Support idempotent import
Support running import multiple times and not importing the same data repeatedly
We will need some way of identifying if history is duplicate. Not all importers support this - bash doesn't always, only zsh extended history provides timestamps, etc. In the best case, we won't be able to support this for all options.
We could adjust the importer/loader traits to allow for checking existing state:
https://github.com/atuinsh/atuin/blob/62f3807dcb4844f74b59c7bcfb81c9a914da7353/crates/atuin-client/src/import/mod.rs#L22-L33
Currently, importers are designed to be one-way, as they simply enumerate history for a different system to import.
It could also make sense to do the de-duping elsewhere, after it's been loaded from an importer.

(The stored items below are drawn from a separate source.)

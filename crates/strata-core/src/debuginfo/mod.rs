//! # Debug-Info Index
//!
//! Holds the ELF modules of a target and answers symbol, object and type
//! lookups from them.
//!
//! Modules are added through a [`ReportSession`]: begin, report files and
//! failures, then [`ReportSession::finish`]. Dropping a session without finishing
//! it discards everything it reported.
//!
//! ## Missing debug info
//!
//! Finishing a session that could not open a file, or that loaded a module
//! without DWARF, returns [`StrataError::MissingDebugInfo`]. Modules that did
//! load stay indexed; the error only describes what is missing.

pub mod discovery;
mod dwarf;
pub mod module;

use std::collections::HashSet;
use std::fmt::Write as _;
use std::path::Path;
use std::sync::{Arc, PoisonError, RwLock};

use gimli::{Dwarf, EndianArcSlice, RunTimeEndian};
use tracing::{debug, info, warn};

pub use self::discovery::{KernelDebugInfo, MappedFile, VmlinuxSearch};
pub use self::module::{DebugModule, ModuleLoad};
use crate::error::{Result, StrataError};
use crate::finder::{ObjectFinder, TypeFinder};
use crate::object::{FindObjectFlags, Object, Symbol};
use crate::platform::Platform;
use crate::types::{Type, TypeKind};

type OwnedReader = EndianArcSlice<RunTimeEndian>;
type OwnedDwarf = Dwarf<OwnedReader>;

/// How many modules a missing debug info message names before summarizing.
const MAX_MISSING_NAMED: usize = 5;

/// Where modules come from
#[derive(Debug, Clone, Copy, PartialEq, Eq)]
pub enum DiscoveryPolicy
{
    /// Linux kernel (vmcore, kdump or `/proc/kcore`)
    Kernel,
    /// Running userspace process
    LiveProcess,
    /// Userspace core dump
    CoreDump,
}

/// Loaded modules of one program
#[derive(Debug)]
pub struct DebugInfoIndex
{
    policy: DiscoveryPolicy,
    modules: RwLock<Vec<Arc<DebugModule>>>,
}

impl DebugInfoIndex
{
    /// Create an empty index.
    pub fn new(policy: DiscoveryPolicy) -> Self
    {
        DebugInfoIndex {
            policy,
            modules: RwLock::new(Vec::new()),
        }
    }

    /// Discovery policy the index was created with.
    pub fn policy(&self) -> DiscoveryPolicy
    {
        self.policy
    }

    /// Start reporting modules.
    pub fn begin_report(&self) -> ReportSession<'_>
    {
        ReportSession {
            index: self,
            pending: Vec::new(),
            missing: Vec::new(),
            active: true,
        }
    }

    /// Loaded modules, in report order.
    pub fn modules(&self) -> Vec<Arc<DebugModule>>
    {
        self.modules.read().unwrap_or_else(PoisonError::into_inner).clone()
    }

    /// Module whose address range contains `address`.
    pub fn module_containing(&self, address: u64) -> Option<Arc<DebugModule>>
    {
        self.modules
            .read()
            .unwrap_or_else(PoisonError::into_inner)
            .iter()
            .find(|module| module.contains(address))
            .cloned()
    }

    /// Symbol containing `address`.
    ///
    /// ## Errors
    ///
    /// `SymbolNotFound` if no module or no symbol contains the address.
    pub fn find_symbol(&self, address: u64) -> Result<Symbol>
    {
        self.module_containing(address)
            .and_then(|module| module.symbol_at(address))
            .ok_or(StrataError::SymbolNotFound { address })
    }

    /// Platform of the first module with DWARF.
    pub fn first_platform(&self) -> Option<Platform>
    {
        self.modules
            .read()
            .unwrap_or_else(PoisonError::into_inner)
            .iter()
            .find(|module| module.has_debug_info())
            .map(|module| module.platform())
    }

    fn matching_modules(&self, filename: Option<&str>) -> Vec<Arc<DebugModule>>
    {
        self.modules()
            .into_iter()
            .filter(|module| filename.is_none_or(|filename| module_matches(module, filename)))
            .collect()
    }
}

fn module_matches(module: &DebugModule, filename: &str) -> bool
{
    module.name() == filename || module.path().ends_with(Path::new(filename))
}

/// An open batch of module reports
///
/// Nothing reaches the index until [`finish`](Self::finish).
pub struct ReportSession<'a>
{
    index: &'a DebugInfoIndex,
    pending: Vec<Arc<DebugModule>>,
    missing: Vec<(String, String)>,
    active: bool,
}

impl ReportSession<'_>
{
    /// Load the ELF file at `path`.
    ///
    /// Open and parse failures are recorded against the file and do not fail
    /// the session.
    ///
    /// ## Errors
    ///
    /// `OutOfMemory` only; everything else is recorded.
    pub fn report_elf(&mut self, path: &Path, name: Option<&str>, load: ModuleLoad) -> Result<()>
    {
        match DebugModule::open(path, name, load) {
            Ok(module) => {
                debug!(module = %module.name(), symbols = ?module.address_range(), "loaded module");
                self.report_module(Arc::new(module));
                Ok(())
            }
            Err(StrataError::OutOfMemory) => Err(StrataError::OutOfMemory),
            Err(err) => {
                let name = name.map_or_else(|| path.display().to_string(), str::to_string);
                debug!(module = %name, error = %err, "could not load module");
                self.report_error(&name, &err.to_string());
                Ok(())
            }
        }
    }

    /// Add an already loaded module.
    pub fn report_module(&mut self, module: Arc<DebugModule>)
    {
        self.pending.push(module);
    }

    /// Record that debug info for `name` could not be loaded.
    pub fn report_error(&mut self, name: &str, message: &str)
    {
        self.missing.push((name.to_string(), message.to_string()));
    }

    /// Number of modules reported so far.
    pub fn pending(&self) -> usize
    {
        self.pending.len()
    }

    /// Commit the reported modules.
    ///
    /// With `finalize`, the index is re-sorted by load address and every
    /// module after the first for the same file and range is dropped.
    ///
    /// ## Errors
    ///
    /// `MissingDebugInfo` if any report failed or a module has no DWARF. The
    /// modules are committed regardless.
    pub fn finish(mut self, finalize: bool) -> Result<()>
    {
        self.active = false;
        let pending = std::mem::take(&mut self.pending);
        let mut missing = std::mem::take(&mut self.missing);
        for module in &pending {
            if !module.has_debug_info() {
                missing.push((module.name().to_string(), "no debugging sections".to_string()));
            }
        }

        {
            let mut modules = self.index.modules.write().unwrap_or_else(PoisonError::into_inner);
            modules.extend(pending);
            if finalize {
                modules.sort_by_key(|module| module.address_range().map_or(u64::MAX, |(start, _)| start));
                let mut seen = HashSet::new();
                modules.retain(|module| seen.insert((module.path().to_path_buf(), module.address_range())));
            }
            info!(modules = modules.len(), missing = missing.len(), "debug info report finished");
        }

        if missing.is_empty() {
            return Ok(());
        }
        Err(StrataError::MissingDebugInfo(missing_message(&missing)))
    }
}

impl Drop for ReportSession<'_>
{
    fn drop(&mut self)
    {
        if self.active && !self.pending.is_empty() {
            warn!(discarded = self.pending.len(), "debug info report aborted");
        }
    }
}

fn missing_message(missing: &[(String, String)]) -> String
{
    let mut message = String::from("missing debugging information for:");
    for (name, reason) in missing.iter().take(MAX_MISSING_NAMED) {
        let _ = write!(message, "\n{name} ({reason})");
    }
    let rest = missing.len().saturating_sub(MAX_MISSING_NAMED);
    if rest > 0 {
        let _ = write!(message, "\n... {rest} more");
    }
    message
}

/// Type lookups from the DWARF of indexed modules
#[derive(Debug)]
pub struct DwarfTypeFinder(pub Arc<DebugInfoIndex>);

impl TypeFinder for DwarfTypeFinder
{
    fn find_type(&self, kind: Option<TypeKind>, name: &str, filename: Option<&str>) -> Result<Option<Arc<Type>>>
    {
        for module in self.0.matching_modules(filename) {
            if let Some(ty) = module.find_type(kind, name)? {
                return Ok(Some(ty));
            }
        }
        Ok(None)
    }
}

/// Function and variable lookups from the symbol tables of indexed modules
#[derive(Debug)]
pub struct SymbolObjectFinder(pub Arc<DebugInfoIndex>);

impl ObjectFinder for SymbolObjectFinder
{
    fn find_object(&self, name: &str, filename: Option<&str>, flags: FindObjectFlags, out: &mut Object)
    -> Result<bool>
    {
        for module in self.0.matching_modules(filename) {
            if let Some((symbol, kind)) = module.symbol_named(name) {
                if !kind.matches(flags) {
                    continue;
                }
                out.set_reference(kind, symbol.name, symbol.address, Some(symbol.size).filter(|&size| size != 0));
                return Ok(true);
            }
        }
        Ok(false)
    }
}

Note that some importers have differing precision on timestamps, which may affect uniqueness
To emphasize; we will never be able to guarantee full idempotency, as some older shell history is literally just a list of commands. Unless users are ok with checking dupes purely on the command.
+1/"any updates"/etc style comments will be deleted
BTW, fish history includes the timestamp.

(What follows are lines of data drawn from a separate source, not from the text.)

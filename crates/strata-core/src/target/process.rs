//! Live process backend.
//!
//! Memory of a running process is read through `/proc/<pid>/mem`, which accepts
//! positional reads at virtual addresses. Unmapped addresses fail with `EIO`,
//! which surfaces as a fault.

use std::fs::File;
use std::sync::Arc;

use tracing::info;

use super::{Acquired, TargetSource};
use crate::config::ProgramConfig;
use crate::error::{Result, StrataError};
use crate::memory::{AddressSpace, Backing, MemoryReader};
use crate::platform::Platform;
use crate::program::ProgramFlags;

/// Open the memory of process `pid`.
pub(crate) fn acquire(pid: u32, config: &ProgramConfig) -> Result<Acquired>
{
    let path = config.proc_root.join(pid.to_string()).join("mem");
    let file = File::open(&path).map_err(|err| StrataError::os("open", &path, err))?;
    let file = Arc::new(file);

    let mut memory = MemoryReader::new();
    memory.add_segment(
        AddressSpace::Virtual,
        0,
        u64::MAX,
        Backing::File {
            file: Arc::clone(&file),
            offset: 0,
            size: u64::MAX,
        },
    );
    info!(pid, "attached to process memory");

    Ok(Acquired {
        source: TargetSource::Process { pid, file },
        memory,
        flags: ProgramFlags::IS_LIVE,
        vmcoreinfo: None,
        platform: Some(Platform::host()),
        file_note: None,
        pid: Some(pid),
    })
}
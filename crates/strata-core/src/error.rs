//! # Error Types
//!
//! Error handling for target acquisition and lookups.
//!
//! We use `thiserror` to generate the `Error` implementations and messages.
//! Callers that only care about the category of a failure (most commonly the
//! soft "some debug info missing" outcome) test [`StrataError::kind`] instead
//! of matching payloads.

use std::io;
use std::path::{Path, PathBuf};

use thiserror::Error;

/// Main error type for Strata operations
///
/// ## Error Categories
///
/// 1. **Argument errors**: InvalidArgument (bad platform, target already set, wrong program)
/// 2. **OS errors**: Os (open/read/stat failures with the path involved)
/// 3. **Format errors**: Format (wrong ELF type, malformed notes, bad VMCOREINFO)
/// 4. **Lookup errors**: Lookup, SymbolNotFound
/// 5. **Memory errors**: Fault (no mapping or short read)
/// 6. **Soft errors**: MissingDebugInfo (the convenience bootstraps discard it)
/// 7. **Resource errors**: OutOfMemory
#[derive(Error, Debug)]
pub enum StrataError
{
    /// Invalid argument passed to a Strata function
    ///
    /// Examples:
    /// - Unknown architecture or unrecognized platform flag bits
    /// - Setting a target on a program that already has one
    /// - Passing an object that belongs to another program
    #[error("invalid argument: {0}")]
    InvalidArgument(String),

    /// An operating system call failed
    ///
    /// Carries the operation that failed and, when one was involved, the path.
    #[error("{op}{}: {source}", path.as_ref().map(|p| format!(" {}", p.display())).unwrap_or_default())]
    Os
    {
        /// Operation that failed (`open`, `read`, `fstatfs`, ...)
        op: &'static str,
        /// Path the operation was applied to
        path: Option<PathBuf>,
        /// Underlying error
        #[source]
        source: io::Error,
    },

    /// Input is not in the expected format
    #[error("{0}")]
    Format(String),

    /// A type, object or member could not be found
    #[error("{0}")]
    Lookup(String),

    /// No symbol contains the queried address
    #[error("could not find symbol containing 0x{address:x}")]
    SymbolNotFound
    {
        /// Queried address
        address: u64,
    },

    /// An operation was applied to a type of the wrong kind
    #[error("{0}")]
    Type(String),

    /// Memory at an address could not be read
    #[error("{message}: 0x{address:x}")]
    Fault
    {
        /// First address that could not be read
        address: u64,
        /// What went wrong
        message: String,
    },

    /// Some debugging information could not be found
    ///
    /// This is a soft failure: everything that could be loaded was loaded.
    #[error("{0}")]
    MissingDebugInfo(String),

    /// A fallible allocation failed
    #[error("out of memory")]
    OutOfMemory,
}

/// Category of a [`StrataError`]
#[derive(Debug, Clone, Copy, PartialEq, Eq, Hash)]
pub enum ErrorKind
{
    /// Invalid argument
    InvalidArgument,
    /// Operating system error
    Os,
    /// Format error
    Format,
    /// Lookup error
    Lookup,
    /// Type error
    Type,
    /// Bad memory access
    Fault,
    /// Some debug info missing
    MissingDebugInfo,
    /// Allocation failure
    OutOfMemory,
}

impl StrataError
{
    /// Wraps an I/O error from `op` on `path`.
    pub fn os(op: &'static str, path: impl AsRef<Path>, source: io::Error) -> Self
    {
        StrataError::Os {
            op,
            path: Some(path.as_ref().to_path_buf()),
            source,
        }
    }

    /// Builds a fault error at `address`.
    pub fn fault(address: u64, message: impl Into<String>) -> Self
    {
        StrataError::Fault {
            address,
            message: message.into(),
        }
    }

    /// Category of this error.
    pub fn kind(&self) -> ErrorKind
    {
        match self {
            StrataError::InvalidArgument(_) => ErrorKind::InvalidArgument,
            StrataError::Os { .. } => ErrorKind::Os,
            StrataError::Format(_) => ErrorKind::Format,
            StrataError::Lookup(_) | StrataError::SymbolNotFound { .. } => ErrorKind::Lookup,
            StrataError::Type(_) => ErrorKind::Type,
            StrataError::Fault { .. } => ErrorKind::Fault,
            StrataError::MissingDebugInfo(_) => ErrorKind::MissingDebugInfo,
            StrataError::OutOfMemory => ErrorKind::OutOfMemory,
        }
    }

    /// `errno` of an OS error, if there is one.
    pub fn errno(&self) -> Option<i32>
    {
        match self {
            StrataError::Os { source, .. } => source.raw_os_error(),
            _ => None,
        }
    }

    /// Path of an OS error, if there is one.
    pub fn path(&self) -> Option<&Path>
    {
        match self {
            StrataError::Os { path, .. } => path.as_deref(),
            _ => None,
        }
    }
}

impl From<io::Error> for StrataError
{
    fn from(source: io::Error) -> Self
    {
        StrataError::Os {
            op: "io",
            path: None,
            source,
        }
    }
}

impl From<std::collections::TryReserveError> for StrataError
{
    fn from(_: std::collections::TryReserveError) -> Self
    {
        StrataError::OutOfMemory
    }
}

impl From<object::read::Error> for StrataError
{
    fn from(err: object::read::Error) -> Self
    {
        StrataError::Format(err.to_string())
    }
}

impl From<gimli::Error> for StrataError
{
    fn from(err: gimli::Error) -> Self
    {
        StrataError::Format(format!("DWARF: {err}"))
    }
}

/// Convenience type alias for `Result<T, StrataError>`
///
/// ```rust
/// use strata_core::error::Result;
/// fn foo() -> Result<()>
/// {
///     Ok(())
/// }
/// ```
pub type Result<T> = std::result::Result<T, StrataError>;

#[cfg(test)]
mod tests
{
    use super::*;

    #[test]
    fn test_os_error_keeps_errno_and_path()
    {
        let err = StrataError::os("open", "/nonexistent", io::Error::from_raw_os_error(libc::ENOENT));
        assert_eq!(err.kind(), ErrorKind::Os);
        assert_eq!(err.errno(), Some(libc::ENOENT));
        assert_eq!(err.path(), Some(Path::new("/nonexistent")));
        assert!(err.to_string().starts_with("open /nonexistent: "));
    }

    #[test]
    fn test_symbol_not_found_is_lookup()
    {
        let err = StrataError::SymbolNotFound { address: 0xffff_8000 };
        assert_eq!(err.kind(), ErrorKind::Lookup);
        assert_eq!(err.to_string(), "could not find symbol containing 0xffff8000");
    }

    #[test]
    fn test_try_reserve_maps_to_out_of_memory()
    {
        let mut buf: Vec<u8> = Vec::new();
        let err: StrataError = buf.try_reserve(usize::MAX).unwrap_err().into();
        assert!(matches!(err, StrataError::OutOfMemory));
    }
}
//! # strata-core
//!
//! Target acquisition and debug-info bootstrap for Strata.
//!
//! A [`Program`] can be attached to:
//! - an ELF core dump of a userspace process
//! - a Linux kernel vmcore, ELF or kdump-compressed (through a pluggable decoder)
//! - the running kernel, through `/proc/kcore`
//! - a running process, through `/proc/<pid>/mem`
//!
//! Attaching builds an address space of file-backed or callback-backed
//! segments. Debug info is then loaded from the ELF files the target mapped
//! (or from `vmlinux` for kernels) and answers symbol, object and type lookups.
//!
//! ## Example
//!
//! ```no_run
//! use strata_core::Program;
//!
//! # fn main() -> strata_core::Result<()> {
//! let program = Program::from_core_dump("/var/crash/core.1234")?;
//! let mut word = [0u8; 8];
//! program.read_memory(&mut word, 0x7fff_0000_0000, false)?;
//! # Ok(())
//! # }
//! ```
//!
//! ## Unsafe code
//!
//! Telling `/proc/kcore` apart from a copy of it takes an `fstatfs` call on the
//! open descriptor. That one call is the only `unsafe` in the crate.

#![allow(unsafe_code)] // fstatfs on an open descriptor

pub mod config;
pub mod debuginfo;
pub mod error;
pub mod finder;
pub mod memory;
pub mod object;
pub mod platform;
pub mod prelude;
pub mod program;
pub mod target;
pub mod types;
pub mod vmcoreinfo;

pub use config::ProgramConfig;
pub use error::{ErrorKind, Result, StrataError};
pub use memory::{AddressSpace, MemoryRead, MemoryReader};
pub use platform::{Architecture, Platform, PlatformFlags};
pub use program::{Program, ProgramFlags};
pub use target::TargetSource;
pub use vmcoreinfo::VmcoreInfo;
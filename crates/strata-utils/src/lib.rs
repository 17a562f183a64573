//! # Strata Utilities
//!
//! Shared utilities for the Strata workspace.
//!
//! The core library only emits `tracing` events. This crate installs the
//! subscriber that turns them into console or file output, for binaries and
//! for integration tests that want to see acquisition decisions.

pub mod logging;

// Re-export commonly used logging functions for convenience
pub use logging::{init_logging, init_logging_with_level, LogFormat, LogLevel, LoggingError, LoggingGuard};
pub use tracing::{debug, error, info, trace, warn};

This is an excerpt I have from an old backup (2024-11)
- cmd: ls -l /Data/ /home/
when: 1670674816
paths:
- /Data/
- /home/
To avoid duplicates, I'd be OK with keeping a watermark per host (I'm not sure if you can import history from different hosts now). Although in some very specific cases might lead to gaps:
- When restoring data from a backup, and then from an older backup that has more data about the past you'd ignore the second backup based on the watermark.
- Maybe you'll run into this if you keep "last K-day" history backups and don't import from oldest to most recent backup?
Regarding timestamp precision. I don't think it's an issue, but maybe some shells have changed their precision across different versions?
Even if that's the case, I don't think people can actually use their shell at more than 10 commands/s, so using a 100ms resolution seems enough to de-dup.